--- What is needed ---
Your task is to filter the data below down to the lines holding "field".

[Stored items]
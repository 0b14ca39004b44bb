//! Convergence targets and the watch set used while polling environments.
//!
//! Pure types only — the polling loop itself lives in
//! `application::services::convergence`.

use std::collections::BTreeSet;
use std::time::Duration;

use ebdeploy_common::{EnvironmentDescription, EnvironmentHealth, EnvironmentStatus};

/// Fixed delay between two describe-calls.
pub const POLL_INTERVAL: Duration = Duration::from_secs(5);

/// Default upper bound for a single wait session.
pub const DEFAULT_MAX_WAIT: Duration = Duration::from_secs(600);

/// Desired environment state. A `None` field is not checked.
#[derive(Debug, Clone, Default, PartialEq, Eq)]
pub struct TargetCriteria {
    pub health: Option<EnvironmentHealth>,
    pub status: Option<EnvironmentStatus>,
    pub version_label: Option<String>,
}

impl TargetCriteria {
    /// Target reached once a deployment of `version_label` has finished.
    #[must_use]
    pub fn deployed(version_label: &str) -> Self {
        Self {
            health: None,
            status: Some(EnvironmentStatus::Ready),
            version_label: Some(version_label.to_string()),
        }
    }

    /// Target reached once the environment settles in `status`.
    #[must_use]
    pub fn status(status: EnvironmentStatus) -> Self {
        Self {
            status: Some(status),
            ..Self::default()
        }
    }

    #[must_use]
    pub fn with_health(mut self, health: Option<EnvironmentHealth>) -> Self {
        if health.is_some() {
            self.health = health;
        }
        self
    }

    /// Returns `true` when every specified field matches the observation.
    #[must_use]
    pub fn is_satisfied_by(&self, env: &EnvironmentDescription) -> bool {
        let health_ok = self.health.is_none_or(|h| env.health == h);
        let status_ok = self.status.is_none_or(|s| env.status == s);
        let version_ok = self
            .version_label
            .as_deref()
            .is_none_or(|v| env.version_label.as_deref() == Some(v));
        health_ok && status_ok && version_ok
    }

    /// One-line summary of what a wait session is waiting for.
    #[must_use]
    pub fn intent(&self, watch: &WatchSet) -> String {
        let mut line = format!("waiting for environment(s) {} to", watch.joined(", "));
        match self.health {
            Some(h) => line.push_str(&format!(" have health {h}")),
            None => line.push_str(" have any health"),
        }
        if let Some(v) = &self.version_label {
            line.push_str(&format!(" and have version {v}"));
        }
        if let Some(s) = self.status {
            line.push_str(&format!(" and have status {s}"));
        }
        line
    }

    /// Observed state of one environment, phrased against this target.
    #[must_use]
    pub fn observation(&self, env: &EnvironmentDescription) -> String {
        let mut line = format!("environment {} is {}", env.environment_name, env.health);
        if self.version_label.is_some() {
            let observed = env.version_label.as_deref().unwrap_or("<none>");
            line.push_str(&format!(" and has version {observed}"));
        }
        if self.status.is_some() {
            line.push_str(&format!(" and has status {}", env.status));
        }
        line
    }
}

/// Environment names still awaiting convergence.
///
/// Names can only be removed once the set is built, so a session's watch set
/// never grows back.
#[derive(Debug, Clone, Default, PartialEq, Eq)]
pub struct WatchSet {
    names: BTreeSet<String>,
}

impl WatchSet {
    #[must_use]
    pub fn is_empty(&self) -> bool {
        self.names.is_empty()
    }

    #[must_use]
    pub fn len(&self) -> usize {
        self.names.len()
    }

    #[must_use]
    pub fn contains(&self, name: &str) -> bool {
        self.names.contains(name)
    }

    /// Drop `name` from the set. Returns `false` if it was not being watched.
    pub fn remove(&mut self, name: &str) -> bool {
        self.names.remove(name)
    }

    /// Snapshot of the watched names in sorted order.
    #[must_use]
    pub fn names(&self) -> Vec<String> {
        self.names.iter().cloned().collect()
    }

    #[must_use]
    pub fn into_names(self) -> Vec<String> {
        self.names.into_iter().collect()
    }

    fn joined(&self, sep: &str) -> String {
        self.names.iter().map(String::as_str).collect::<Vec<_>>().join(sep)
    }
}

impl From<&str> for WatchSet {
    fn from(name: &str) -> Self {
        std::iter::once(name.to_string()).collect()
    }
}

impl<S: Into<String>> FromIterator<S> for WatchSet {
    fn from_iter<I: IntoIterator<Item = S>>(iter: I) -> Self {
        Self {
            names: iter.into_iter().map(Into::into).collect(),
        }
    }
}

/// Tuning knobs for one wait session.
#[derive(Debug, Clone, Copy, PartialEq, Eq)]
pub struct WaitOptions {
    pub poll_interval: Duration,
    pub max_wait: Duration,
    /// Also return terminated environments from describe-calls.
    pub include_deleted: bool,
}

impl WaitOptions {
    #[must_use]
    pub fn with_max_wait(max_wait: Duration) -> Self {
        Self {
            max_wait,
            ..Self::default()
        }
    }
}

impl Default for WaitOptions {
    fn default() -> Self {
        Self {
            poll_interval: POLL_INTERVAL,
            max_wait: DEFAULT_MAX_WAIT,
            include_deleted: true,
        }
    }
}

--- Reply to the exercise ---
/// Desired environment state. A `None` field is not checked.
    /// Returns `true` when every specified field matches the observation.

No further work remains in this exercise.